Problem 1: Different format. The const keyword is now leftsided, and  the & operator is "merged" to the return-type instead of being separated by a space. This breaks convention of the existing codebase.

Problem 2: Different symbols. std::string auto-completes to std::__cxx11::string, which I believe is compiler/libc++-specific (someone please confirm), and will not compile on all systems supporting the C++11 standard.

Reproducible: Always

Steps to Reproduce:
1. Declare a function/method in a headerfile
2. Include said headerfile in a sourcefile and press ctrl+space to autocomplete the declaration to a definition

Actual Results:  
The autocompleted definition is different that the declaration

Expected Results:  
The autocompleted definition follows the exact signature of the declaration, both in terms of conventions/formatting as well as which symbols are used.
Comment 1 Milian Wolff 2016-02-07 15:18:18 UTC
Can you please report the const placement in a separate bug? That should be affected by the source formatter, and from what I saw at a quick glance, astyle does not support it.

The other issue with std::string vs. std::__cxx11::string really looks odd.
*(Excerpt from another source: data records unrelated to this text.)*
use chrono::Utc;
use serde::{Deserialize, Deserializer, Serialize};
use serde_json::Value;
use std::time::Duration;

pub const RESULT_TTL: Duration = Duration::from_secs(15 * 60);

pub fn now_millis() -> i64 {
    Utc::now().timestamp_millis()
}

/// An entry stamped at `timestamp` is stale once it is strictly older than [`RESULT_TTL`].
pub fn is_expired(timestamp: i64, now: i64) -> bool {
    now.saturating_sub(timestamp) > RESULT_TTL.as_millis() as i64
}

fn id_from_value(value: Value) -> Option<String> {
    match value {
        Value::String(s) => Some(s),
        Value::Number(n) => Some(n.to_string()),
        Value::Bool(b) => Some(b.to_string()),
        _ => None,
    }
}

pub(crate) fn string_or_number<'de, D>(deserializer: D) -> Result<String, D::Error>
where
    D: Deserializer<'de>,
{
    Ok(id_from_value(Value::deserialize(deserializer)?).unwrap_or_default())
}

pub(crate) fn opt_string_or_number<'de, D>(deserializer: D) -> Result<Option<String>, D::Error>
where
    D: Deserializer<'de>,
{
    Ok(id_from_value(Value::deserialize(deserializer)?).filter(|s| !s.is_empty()))
}

pub(crate) fn null_as_default<'de, D, T>(deserializer: D) -> Result<T, D::Error>
where
    D: Deserializer<'de>,
    T: Deserialize<'de> + Default,
{
    Option::<T>::deserialize(deserializer).map(Option::unwrap_or_default)
}

#[derive(Debug, Clone, Copy, PartialEq, Eq, Serialize, Deserialize)]
#[serde(rename_all = "lowercase")]
pub enum OAuthStatus {
    Success,
    Error,
}

#[derive(Debug, Clone, PartialEq, Eq, Serialize, Deserialize)]
#[serde(rename_all = "camelCase")]
pub struct Organization {
    #[serde(deserialize_with = "string_or_number")]
    pub id: String,
    #[serde(default, deserialize_with = "null_as_default")]
    pub name: String,
    #[serde(default, skip_serializing_if = "Option::is_none")]
    pub vanity_name: Option<String>,
    #[serde(default, skip_serializing_if = "Option::is_none")]
    pub logo: Option<String>,
}

impl Organization {
    pub fn display_name(&self) -> String {
        if !self.name.trim().is_empty() {
            self.name.clone()
        } else if let Some(vanity) = self.vanity_name.as_deref().filter(|v| !v.is_empty()) {
            vanity.to_string()
        } else {
            format!("Organization {}", self.id)
        }
    }
}

pub fn organization_ids(organizations: &[Organization]) -> Vec<String> {
    let mut ids: Vec<String> = organizations
        .iter()
        .map(|o| o.id.trim().to_string())
        .filter(|id| !id.is_empty())
        .collect();
    ids.sort();
    ids.dedup();
    ids
}

pub fn has_same_organization_choices(a: &[Organization], b: &[Organization]) -> bool {
    organization_ids(a) == organization_ids(b)
}

#[derive(Debug, Clone, PartialEq, Eq, Serialize, Deserialize)]
#[serde(rename_all = "camelCase")]
pub struct OAuthResult {
    pub status: OAuthStatus,
    #[serde(default)]
    pub reason: Option<String>,
    #[serde(default)]
    pub message: Option<String>,
    #[serde(default, deserialize_with = "null_as_default")]
    pub select_account: bool,
    #[serde(default, deserialize_with = "opt_string_or_number")]
    pub selection_id: Option<String>,
    #[serde(default, deserialize_with = "null_as_default")]
    pub organizations: Vec<Organization>,
    #[serde(default)]
    pub timestamp: i64,
}

impl OAuthResult {
    pub fn success(timestamp: i64) -> Self {
        Self {
            status: OAuthStatus::Success,
            reason: None,
            message: None,
            select_account: false,
            selection_id: None,
            organizations: Vec::new(),
            timestamp,
        }
    }

    pub fn selection(
        selection_id: Option<String>,
        organizations: Vec<Organization>,
        timestamp: i64,
    ) -> Self {
        Self {
            select_account: true,
            selection_id,
            organizations,
            ..Self::success(timestamp)
        }
    }

    pub fn error(reason: Option<String>, message: Option<String>, timestamp: i64) -> Self {
        Self {
            status: OAuthStatus::Error,
            reason,
            message,
            ..Self::success(timestamp)
        }
    }

    pub fn is_success(&self) -> bool {
        self.status == OAuthStatus::Success
    }

    pub fn requires_selection(&self) -> bool {
        self.is_success() && self.select_account && !organization_ids(&self.organizations).is_empty()
    }

    pub fn is_expired(&self, now: i64) -> bool {
        is_expired(self.timestamp, now)
    }

    pub fn to_pending(&self) -> Option<PendingSelection> {
        if !self.requires_selection() {
            return None;
        }
        Some(PendingSelection {
            organizations: self.organizations.clone(),
            selection_id: self.selection_id.clone(),
            timestamp: self.timestamp,
        })
    }

    pub fn error_text(&self) -> String {
        match (self.message.as_deref(), self.reason.as_deref()) {
            (Some(message), _) if !message.is_empty() => message.to_string(),
            (_, Some(reason)) if !reason.is_empty() => {
                format!("LinkedIn connection failed ({reason})")
            }
            _ => "LinkedIn connection failed".to_string(),
        }
    }

    pub fn delivery_key(&self) -> String {
        format!(
            "{:?}|{}|{}|{}|{}",
            self.status,
            self.select_account,
            self.selection_id.as_deref().unwrap_or(""),
            organization_ids(&self.organizations).join(","),
            self.reason.as_deref().unwrap_or(""),
        )
    }
}

#[derive(Debug, Clone, PartialEq, Eq, Serialize, Deserialize)]
#[serde(rename_all = "camelCase")]
pub struct PendingSelection {
    #[serde(default, deserialize_with = "null_as_default")]
    pub organizations: Vec<Organization>,
    #[serde(default, deserialize_with = "opt_string_or_number")]
    pub selection_id: Option<String>,
    #[serde(default)]
    pub timestamp: i64,
}

impl PendingSelection {
    pub fn is_expired(&self, now: i64) -> bool {
        is_expired(self.timestamp, now)
    }

    pub fn same_prompt(&self, other: &PendingSelection) -> bool {
        self.selection_id == other.selection_id
            && has_same_organization_choices(&self.organizations, &other.organizations)
    }

    pub fn key(&self) -> String {
        format!(
            "{}|{}",
            self.selection_id.as_deref().unwrap_or(""),
            organization_ids(&self.organizations).join(",")
        )
    }

    pub fn organization(&self, id: &str) -> Option<&Organization> {
        self.organizations.iter().find(|o| o.id.trim() == id.trim())
    }

    pub fn matching_organization<'a>(&'a self, accounts: &[Account]) -> Option<&'a Organization> {
        self.organizations
            .iter()
            .filter(|o| !o.id.trim().is_empty())
            .find(|o| accounts.iter().any(|a| a.matches_organization(&o.id)))
    }
}

#[derive(Debug, Clone, Copy, PartialEq, Eq, Default, Serialize, Deserialize)]
#[serde(rename_all = "lowercase")]
pub enum AccountType {
    #[default]
    Personal,
    Organization,
}

impl AccountType {
    pub fn as_str(&self) -> &'static str {
        match self {
            AccountType::Personal => "personal",
            AccountType::Organization => "organization",
        }
    }
}

#[derive(Debug, Clone, PartialEq, Eq, Serialize, Deserialize)]
pub struct Account {
    #[serde(deserialize_with = "string_or_number")]
    pub id: String,
    #[serde(default, deserialize_with = "opt_string_or_number")]
    pub account_id: Option<String>,
    #[serde(default, deserialize_with = "opt_string_or_number")]
    pub team_id: Option<String>,
    #[serde(default)]
    pub account_type: AccountType,
    #[serde(default, deserialize_with = "opt_string_or_number")]
    pub organization_id: Option<String>,
    #[serde(default)]
    pub name: Option<String>,
    #[serde(default)]
    pub username: Option<String>,
    #[serde(default)]
    pub avatar: Option<String>,
    #[serde(rename = "isTeamAccount", default)]
    pub is_team_account: bool,
}

impl Account {
    pub fn matches_organization(&self, organization_id: &str) -> bool {
        let organization_id = organization_id.trim();
        if organization_id.is_empty() {
            return false;
        }
        if self.organization_id.as_deref().map(str::trim) == Some(organization_id) {
            return true;
        }
        self.account_id
            .as_deref()
            .and_then(|id| id.strip_prefix("org:"))
            .is_some_and(|id| id.trim() == organization_id)
    }

    pub fn display_name(&self) -> String {
        self.name
            .clone()
            .or_else(|| self.username.clone())
            .unwrap_or_else(|| self.id.clone())
    }
}

#[derive(Debug, Clone, PartialEq, Eq, Serialize, Deserialize)]
pub struct Team {
    #[serde(deserialize_with = "string_or_number")]
    pub id: String,
    #[serde(default)]
    pub name: String,
    #[serde(default)]
    pub role: Option<String>,
}

#[derive(Debug, Clone, PartialEq, Eq)]
pub enum AccountChoice {
    Personal,
    Organization(Organization),
}

impl AccountChoice {
    pub fn account_type(&self) -> AccountType {
        match self {
            AccountChoice::Personal => AccountType::Personal,
            AccountChoice::Organization(_) => AccountType::Organization,
        }
    }

    pub fn label(&self) -> String {
        match self {
            AccountChoice::Personal => "Personal profile".to_string(),
            AccountChoice::Organization(org) => org.display_name(),
        }
    }

    pub fn organization_id(&self) -> Option<&str> {
        match self {
            AccountChoice::Personal => None,
            AccountChoice::Organization(org) => Some(org.id.as_str()),
        }
    }

    pub fn to_request(&self, selection_id: Option<String>) -> SelectionRequest {
        let (organization_id, organization_name, organization_vanity_name) = match self {
            AccountChoice::Personal => (None, None, None),
            AccountChoice::Organization(org) => (
                Some(org.id.clone()),
                Some(org.name.clone()).filter(|n| !n.is_empty()),
                org.vanity_name.clone(),
            ),
        };
        SelectionRequest {
            account_type: self.account_type(),
            selection_id,
            organization_id,
            organization_name,
            organization_vanity_name,
        }
    }
}

#[derive(Debug, Clone, PartialEq, Eq, Serialize, Deserialize)]
#[serde(rename_all = "camelCase")]
pub struct SelectionRequest {
    pub account_type: AccountType,
    pub selection_id: Option<String>,
    #[serde(skip_serializing_if = "Option::is_none")]
    pub organization_id: Option<String>,
    #[serde(skip_serializing_if = "Option::is_none")]
    pub organization_name: Option<String>,
    #[serde(skip_serializing_if = "Option::is_none")]
    pub organization_vanity_name: Option<String>,
}

#[cfg(test)]
mod tests {
    use super::*;

    fn org(id: &str) -> Organization {
        Organization {
            id: id.to_string(),
            name: format!("Org {id}"),
            vanity_name: None,
            logo: None,
        }
    }

    #[test]
    fn organization_choices_ignore_order_and_duplicates() {
        let a = vec![org("2"), org("1"), org("1")];
        let b = vec![org("1"), org("2")];
        assert!(has_same_organization_choices(&a, &b));
        assert!(has_same_organization_choices(&[org(""), org("3")], &[org("3")]));
    }

    #[test]
    fn partial_overlap_is_not_equal() {
        let a = vec![org("1"), org("2")];
        let b = vec![org("2"), org("3")];
        assert!(!has_same_organization_choices(&a, &b));
    }

    #[test]
    fn padded_ids_compare_equal_to_bare_ids() {
        assert!(has_same_organization_choices(&[org(" 42 ")], &[org("42")]));
        assert_eq!(organization_ids(&[org(" 7"), org("7 "), org("  ")]), vec!["7".to_string()]);
    }

    #[test]
    fn numeric_ids_are_coerced_to_strings() {
        let orgs: Vec<Organization> =
            serde_json::from_str(r#"[{"id": 42, "name": "Acme"}, {"id": "7", "name": "Beta"}]"#)
                .expect("parse organizations");
        assert_eq!(orgs[0].id, "42");
        assert!(has_same_organization_choices(&orgs, &[org("7"), org("42")]));
    }

    #[test]
    fn expiry_boundary() {
        let now = 10_000_000_000;
        let minute = 60_000;
        assert!(is_expired(now - 16 * minute, now));
        assert!(!is_expired(now - 14 * minute, now));
    }

    #[test]
    fn account_matches_organization_id_or_prefixed_account_id() {
        let by_org: Account = serde_json::from_str(r#"{"id": 1, "organization_id": 42}"#)
            .expect("parse account");
        let by_prefix: Account =
            serde_json::from_str(r#"{"id": "2", "account_id": "org:42", "account_type": "organization"}"#)
                .expect("parse account");
        assert!(by_org.matches_organization("42"));
        assert!(by_prefix.matches_organization("42"));
        assert!(!by_prefix.matches_organization("4"));
        assert!(!by_org.matches_organization(""));
    }

    #[test]
    fn selection_request_omits_organization_fields_for_personal() {
        let request = AccountChoice::Personal.to_request(Some("abc".to_string()));
        let json = serde_json::to_value(&request).expect("serialize");
        assert_eq!(json["accountType"], "personal");
        assert_eq!(json["selectionId"], "abc");
        assert!(json.get("organizationId").is_none());

        let request = AccountChoice::Organization(org("42")).to_request(None);
        let json = serde_json::to_value(&request).expect("serialize");
        assert_eq!(json["accountType"], "organization");
        assert_eq!(json["organizationId"], "42");
        assert_eq!(json["organizationName"], "Org 42");
    }

    #[test]
    fn selection_without_organizations_does_not_require_a_prompt() {
        let result = OAuthResult::selection(Some("abc".to_string()), vec![org("")], 0);
        assert!(!result.requires_selection());
        assert!(result.to_pending().is_none());
    }
}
You are using KDevelop 4? Any chance you can try the KDevelop 5 beta powered by clang? There, I cannot reproduce it.
Comment 2 Fredrik Haikarainen 2016-02-07 15:28:30 UTC
I suspect the __cxx11 thing is highly related to GCC, since its specific to their stdlib, it would make sense that anything that uses clang instead isnt affected. A proper solution would probably be  to somehow detect the __cxx11 namespace in the renaming utility, and  remove any instance of it that werent there before.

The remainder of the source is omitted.